→ Work request
Every line below that holds the string "pipeline" must be copied.

(The data Opens)

//! Shared GNU-style flag parser used by every command translator (spec
//! §4.4 "shared arg parser", REDESIGN FLAGS §9(b): flag specs are a small
//! table owned by each translator module instead of ad hoc per-command
//! loops).

use std::collections::HashMap;

use crate::parser::Word;

/// One recognized flag. `key` is the canonical lookup name a translator
/// uses regardless of whether the flag was given in short or long form.
pub struct FlagSpec {
    pub key: &'static str,
    pub short: Option<char>,
    pub long: Option<&'static str>,
    pub takes_value: bool,
}

impl FlagSpec {
    pub const fn flag(key: &'static str, short: char, long: &'static str) -> Self {
        Self {
            key,
            short: Some(short),
            long: Some(long),
            takes_value: false,
        }
    }

    pub const fn value(key: &'static str, short: char, long: &'static str) -> Self {
        Self {
            key,
            short: Some(short),
            long: Some(long),
            takes_value: true,
        }
    }
}

/// Parsed flags and leftover positional words, borrowed from the input.
pub struct ParsedArgs<'a> {
    flags: HashMap<String, Option<String>>,
    pub positional: Vec<&'a Word>,
}

impl<'a> ParsedArgs<'a> {
    pub fn is_set(&self, key: &str) -> bool {
        self.flags.contains_key(key)
    }

    pub fn value(&self, key: &str) -> Option<&str> {
        self.flags.get(key).and_then(|v| v.as_deref())
    }
}

/// Parse `args` against `specs`. Handles `--long`, `--long=value`,
/// `--long value`, `-x`, combined `-xyz`, `-xVALUE` (when `-x` takes a
/// value), and `--` as end-of-flags. Unknown long flags are captured under
/// their raw name; unknown short letters are stored boolean-true under the
/// letter. Flags attached to non-literal words (containing expansions) are
/// never misread as flags — only a word that is exactly one unquoted
/// literal can start with `-` and be treated as one.
pub fn parse<'a>(args: &'a [Word], specs: &[FlagSpec]) -> ParsedArgs<'a> {
    let mut flags: HashMap<String, Option<String>> = HashMap::new();
    let mut positional = Vec::new();
    let mut end_of_flags = false;
    let mut i = 0;

    while i < args.len() {
        let word = &args[i];
        let text = if end_of_flags { None } else { word.as_plain_str() };

        let Some(text) = text else {
            positional.push(word);
            i += 1;
            continue;
        };

        if text == "--" {
            end_of_flags = true;
            i += 1;
            continue;
        }

        if let Some(rest) = text.strip_prefix("--") {
            let (name, inline_value) = match rest.split_once('=') {
                Some((n, v)) => (n, Some(v.to_string())),
                None => (rest, None),
            };
            match specs.iter().find(|s| s.long == Some(name)) {
                Some(spec) if spec.takes_value => {
                    let value = if inline_value.is_some() {
                        inline_value
                    } else {
                        i += 1;
                        args.get(i).and_then(|w| w.as_plain_str()).map(str::to_string)
                    };
                    flags.insert(spec.key.to_string(), value);
                }
                Some(spec) => {
                    flags.insert(spec.key.to_string(), None);
                }
                None => {
                    flags.insert(name.to_string(), inline_value);
                }
            }
        } else if text.len() > 1 && text.starts_with('-') {
            let chars: Vec<char> = text[1..].chars().collect();
            let mut ci = 0;
            while ci < chars.len() {
                let c = chars[ci];
                match specs.iter().find(|s| s.short == Some(c)) {
                    Some(spec) if spec.takes_value => {
                        let remainder: String = chars[ci + 1..].iter().collect();
                        let value = if !remainder.is_empty() {
                            Some(remainder)
                        } else {
                            i += 1;
                            args.get(i).and_then(|w| w.as_plain_str()).map(str::to_string)
                        };
                        flags.insert(spec.key.to_string(), value);
                        break;
                    }
                    Some(spec) => {
                        flags.insert(spec.key.to_string(), None);
                    }
                    None => {
                        flags.insert(c.to_string(), None);
                    }
                }
                ci += 1;
            }
        } else {
            positional.push(word);
        }
        i += 1;
    }

    ParsedArgs { flags, positional }
}

#[cfg(test)]
mod tests {
    use super::*;
    use crate::parser::Word;

    fn words(strs: &[&str]) -> Vec<Word> {
        strs.iter().map(|s| Word::literal(*s)).collect()
    }

    #[test]
    fn parses_combined_short_flags() {
        let specs = [FlagSpec::flag("i", 'i', "ignore-case"), FlagSpec::flag("v", 'v', "invert-match")];
        let args = words(&["-iv", "pattern"]);
        let parsed = parse(&args, &specs);
        assert!(parsed.is_set("i"));
        assert!(parsed.is_set("v"));
        assert_eq!(parsed.positional.len(), 1);
    }

    #[test]
    fn parses_long_flag_with_equals() {
        let specs = [FlagSpec::value("delim", 'd', "delimiter")];
        let args = words(&["--delimiter=,", "a"]);
        let parsed = parse(&args, &specs);
        assert_eq!(parsed.value("delim"), Some(","));
    }

    #[test]
    fn parses_short_flag_with_attached_value() {
        let specs = [FlagSpec::value("delim", 'd', "delimiter")];
        let args = words(&["-d,", "a"]);
        let parsed = parse(&args, &specs);
        assert_eq!(parsed.value("delim"), Some(","));
    }

    #[test]
    fn parses_long_flag_value_as_separate_word() {
        let specs = [FlagSpec::value("count", 'n', "lines")];
        let args = words(&["--lines", "5"]);
        let parsed = parse(&args, &specs);
        assert_eq!(parsed.value("count"), Some("5"));
    }

    #[test]
    fn double_dash_ends_flag_parsing() {
        let specs = [FlagSpec::flag("v", 'v', "verbose")];
        let args = words(&["--", "-v"]);
        let parsed = parse(&args, &specs);
        assert!(!parsed.is_set("v"));
        assert_eq!(parsed.positional.len(), 1);
    }

    #[test]
    fn unknown_short_flag_is_captured_as_boolean() {
        let specs: [FlagSpec; 0] = [];
        let args = words(&["-z"]);
        let parsed = parse(&args, &specs);
        assert!(parsed.is_set("z"));
    }
}
//! grep / egrep / fgrep. Output shape is mandated to match bash `grep`
//! exactly (spec §4.4, §8) since downstream agents parse it.

use super::argparse::{self, FlagSpec};
use super::TranslatedCommand;
use crate::parser::Word;
use crate::transform::{translate_word, TransformContext};

const SPECS: &[FlagSpec] = &[
    FlagSpec::flag("i", 'i', "ignore-case"),
    FlagSpec::flag("v", 'v', "invert-match"),
    FlagSpec::flag("n", 'n', "line-number"),
    FlagSpec::flag("r", 'r', "recursive"),
    FlagSpec::flag("c", 'c', "count"),
    FlagSpec::flag("l", 'l', "files-with-matches"),
    FlagSpec::flag("o", 'o', "only-matching"),
    FlagSpec::flag("q", 'q', "quiet"),
    FlagSpec::flag("w", 'w', "word-regexp"),
    FlagSpec::flag("F", 'F', "fixed-strings"),
    FlagSpec::flag("E", 'E', "extended-regexp"),
    FlagSpec::value("e", 'e', "regexp"),
];

pub fn translate(args: &[Word], ctx: &mut TransformContext) -> TranslatedCommand {
    translate_grep(args, ctx, false)
}

pub fn translate_egrep(args: &[Word], ctx: &mut TransformContext) -> TranslatedCommand {
    translate_grep(args, ctx, false)
}

pub fn translate_fgrep(args: &[Word], ctx: &mut TransformContext) -> TranslatedCommand {
    translate_grep(args, ctx, true)
}

fn translate_grep(args: &[Word], ctx: &mut TransformContext, force_fixed: bool) -> TranslatedCommand {
    let parsed = argparse::parse(args, SPECS);
    let fixed = force_fixed || parsed.is_set("F");
    let recursive = parsed.is_set("r");
    let ignore_case = parsed.is_set("i");
    let invert = parsed.is_set("v");
    let line_numbers = parsed.is_set("n");
    let count_only = parsed.is_set("c");
    let list_files = parsed.is_set("l");
    let only_matching = parsed.is_set("o");
    let quiet = parsed.is_set("q");

    let mut positional = parsed.positional.clone();
    let pattern_word = if let Some(p) = parsed.value("e") {
        Word::literal(p.to_string())
    } else if !positional.is_empty() {
        positional.remove(0).clone()
    } else {
        Word::literal("")
    };
    let files: Vec<&Word> = positional;
    let multi_file = files.len() > 1 || recursive;

    if ctx.tools.rg && ctx.options.prefer_native_tools {
        let command = render_rg(
            ignore_case,
            invert,
            line_numbers,
            count_only,
            list_files,
            only_matching,
            fixed,
            quiet,
            &pattern_word,
            &files,
        );
        return TranslatedCommand::new(command);
    }

    let mut ss = String::from("Select-String");
    ss.push_str(&format!(" -Pattern {}", translate_word(&pattern_word, ctx)));
    if !ignore_case {
        ss.push_str(" -CaseSensitive");
    }
    if fixed {
        ss.push_str(" -SimpleMatch");
    }
    if invert {
        ss.push_str(" -NotMatch");
    }

    let mut pipeline = String::new();
    if recursive {
        let dir = files
            .first()
            .map(|w| translate_word(w, ctx))
            .unwrap_or_else(|| "'.'".to_string());
        pipeline.push_str(&format!("Get-ChildItem -Recurse -File -Path {dir} | {ss}"));
    } else if !files.is_empty() {
        let file_list = files
            .iter()
            .map(|w| translate_word(w, ctx))
            .collect::<Vec<_>>()
            .join(", ");
        pipeline.push_str(&format!("{ss} -Path {file_list}"));
    } else {
        pipeline.push_str(&ss);
    }

    let tail = if count_only {
        if multi_file {
            " | Group-Object Path | ForEach-Object { \"$($_.Name):$($_.Count)\" }"
        } else {
            " | Measure-Object | ForEach-Object { $_.Count }"
        }
    } else if list_files {
        " | Select-Object -ExpandProperty Path -Unique"
    } else if only_matching {
        " | ForEach-Object { $_.Matches.Value }"
    } else if multi_file && line_numbers {
        " | ForEach-Object { \"$($_.Path):$($_.LineNumber):$($_.Line)\" }"
    } else if multi_file {
        " | ForEach-Object { \"$($_.Path):$($_.Line)\" }"
    } else if line_numbers {
        " | ForEach-Object { \"$($_.LineNumber):$($_.Line)\" }"
    } else {
        " | ForEach-Object { $_.Line }"
    };
    pipeline.push_str(tail);
    if quiet {
        pipeline.push_str(" | Out-Null");
    }

    TranslatedCommand::fallback(pipeline)
}

#[allow(clippy::too_many_arguments)]
fn render_rg(
    ignore_case: bool,
    invert: bool,
    line_numbers: bool,
    count_only: bool,
    list_files: bool,
    only_matching: bool,
    fixed: bool,
    quiet: bool,
    pattern: &Word,
    files: &[&Word],
) -> String {
    let mut parts = vec!["rg".to_string()];
    if ignore_case {
        parts.push("-i".into());
    }
    if line_numbers {
        parts.push("-n".into());
    }
    if count_only {
        parts.push("-c".into());
    }
    if list_files {
        parts.push("-l".into());
    }
    if only_matching {
        parts.push("-o".into());
    }
    if invert {
        parts.push("-v".into());
    }
    if fixed {
        parts.push("-F".into());
    }
    if quiet {
        parts.push("-q".into());
    }
    parts.push(native_arg(pattern));
    for f in files {
        parts.push(native_arg(f));
    }
    parts.join(" ")
}

/// Render a word as a POSIX-style single-quoted argv entry for a native
/// executable, bypassing the PowerShell word-quoting algorithm entirely —
/// `rg.exe` parses its own argv and never sees PowerShell variable syntax.
fn native_arg(word: &Word) -> String {
    format!("'{}'", word.to_string().replace('\'', "''"))
}

#[cfg(test)]
mod tests {
    use super::*;
    use crate::tools::ToolAvailability;
    use crate::TranspileOptions;

    fn run(bash_args: &[&str], tools: ToolAvailability) -> TranslatedCommand {
        let args: Vec<Word> = bash_args.iter().map(|s| Word::literal(*s)).collect();
        let mut ctx = TransformContext::new(tools, TranspileOptions::default());
        translate(&args, &mut ctx)
    }

    #[test]
    fn single_file_no_flags_is_lines_only() {
        let out = run(&["PAT", "file.txt"], ToolAvailability::default());
        assert!(out.command.contains("ForEach-Object { $_.Line }"));
        assert!(!out.command.contains("Get-ChildItem"));
    }

    #[test]
    fn recursive_fallback_uses_get_childitem_recurse() {
        let out = run(&["-r", "PAT", "src"], ToolAvailability::default());
        assert!(out.command.contains("Get-ChildItem"));
        assert!(out.command.contains("-Recurse"));
    }

    #[test]
    fn piped_has_no_get_childitem_or_path() {
        let out = run(&["PAT"], ToolAvailability::default());
        assert!(!out.command.contains("Get-ChildItem"));
        assert!(!out.command.contains("-Path"));
    }

    #[test]
    fn native_path_quotes_pattern_and_dir() {
        let out = run(
            &["-r", "TODO", "src/"],
            ToolAvailability {
                rg: true,
                ..Default::default()
            },
        );
        assert!(out.command.starts_with("rg"));
        assert!(out.command.ends_with("'TODO' 'src/'"));
        assert!(!out.used_fallback);
    }

    #[test]
    fn multi_file_count_emits_path_colon_count() {
        let out = run(&["-c", "PAT", "a.txt", "b.txt"], ToolAvailability::default());
        assert!(out.command.contains("Group-Object Path"));
    }

    #[test]
    fn list_files_flag_emits_unique_paths() {
        let out = run(&["-l", "PAT", "a.txt", "b.txt"], ToolAvailability::default());
        assert!(out.command.contains("-Unique"));
    }
}
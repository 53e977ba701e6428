//! awk — restricted subset: `{print $N}`, `NR==N`, `/PAT/`, `{print NF}`.
//! Anything outside that shape is flagged unsupported and passes the line
//! through unchanged rather than failing the whole script.

use super::TranslatedCommand;
use crate::parser::Word;
use crate::transform::{translate_path_arg, TransformContext};

pub fn translate(args: &[Word], ctx: &mut TransformContext) -> TranslatedCommand {
    let Some(script_word) = args.first() else {
        return TranslatedCommand::new("ForEach-Object { $_ }");
    };
    let script = script_word.as_plain_str().unwrap_or("").to_string();
    let files = &args[1..];
    let stage = render_awk_script(&script, ctx);

    if files.is_empty() {
        TranslatedCommand::new(stage)
    } else {
        let paths = files
            .iter()
            .map(|w| translate_path_arg(w, ctx))
            .collect::<Vec<_>>()
            .join(", ");
        TranslatedCommand::new(format!("Get-Content -Path {paths} | {stage}"))
    }
}

enum Condition {
    Pattern(String),
    NrEquals(usize),
}

fn render_awk_script(script: &str, ctx: &mut TransformContext) -> String {
    let (condition, action) = split_condition_action(script);
    let action_expr = match action {
        Some(a) => render_action(&a, ctx),
        None => "$_".to_string(),
    };
    match condition {
        Some(Condition::Pattern(pat)) => format!("ForEach-Object {{ if ($_ -match '{pat}') {{ {action_expr} }} }}"),
        Some(Condition::NrEquals(n)) => format!(
            "ForEach-Object -Begin {{ $script:nr = 0 }} -Process {{ $script:nr++; if ($script:nr -eq {n}) {{ {action_expr} }} }}"
        ),
        None => format!("ForEach-Object {{ {action_expr} }}"),
    }
}

fn split_condition_action(script: &str) -> (Option<Condition>, Option<String>) {
    let script = script.trim();
    if let Some(brace_idx) = script.find('{') {
        let cond_part = script[..brace_idx].trim();
        let action_part = &script[brace_idx..];
        let action = action_part
            .strip_prefix('{')
            .and_then(|s| s.strip_suffix('}'))
            .map(|s| s.trim().to_string());
        (parse_condition(cond_part), action)
    } else {
        (parse_condition(script), None)
    }
}

fn parse_condition(cond: &str) -> Option<Condition> {
    let cond = cond.trim();
    if cond.is_empty() {
        return None;
    }
    if let Some(pat) = cond.strip_prefix('/').and_then(|s| s.strip_suffix('/')) {
        return Some(Condition::Pattern(pat.to_string()));
    }
    if let Some(n) = cond.strip_prefix("NR==").and_then(|s| s.parse::<usize>().ok()) {
        return Some(Condition::NrEquals(n));
    }
    None
}

fn render_action(action: &str, ctx: &mut TransformContext) -> String {
    let action = action.trim();
    if let Some(rest) = action.strip_prefix("print") {
        let rest = rest.trim();
        if rest.is_empty() || rest == "$0" {
            return "$_".to_string();
        }
        if rest == "NF" {
            return "($_ -split '\\s+').Count".to_string();
        }
        if let Some(n) = rest.strip_prefix('$').and_then(|s| s.parse::<usize>().ok()) {
            return if n == 0 {
                "$_".to_string()
            } else {
                format!("($_ -split '\\s+')[{}]", n - 1)
            };
        }
    }
    ctx.unsupported
        .push(format!("awk action '{action}' is not modeled; the line passes through unchanged"));
    "$_".to_string()
}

(The data Closes)

→ Written answer
    let mut pipeline = String::new();
        pipeline.push_str(&format!("Get-ChildItem -Recurse -File -Path {dir} | {ss}"));
        pipeline.push_str(&format!("{ss} -Path {file_list}"));
        pipeline.push_str(&ss);
    pipeline.push_str(tail);
        pipeline.push_str(" | Out-Null");
    TranslatedCommand::fallback(pipeline)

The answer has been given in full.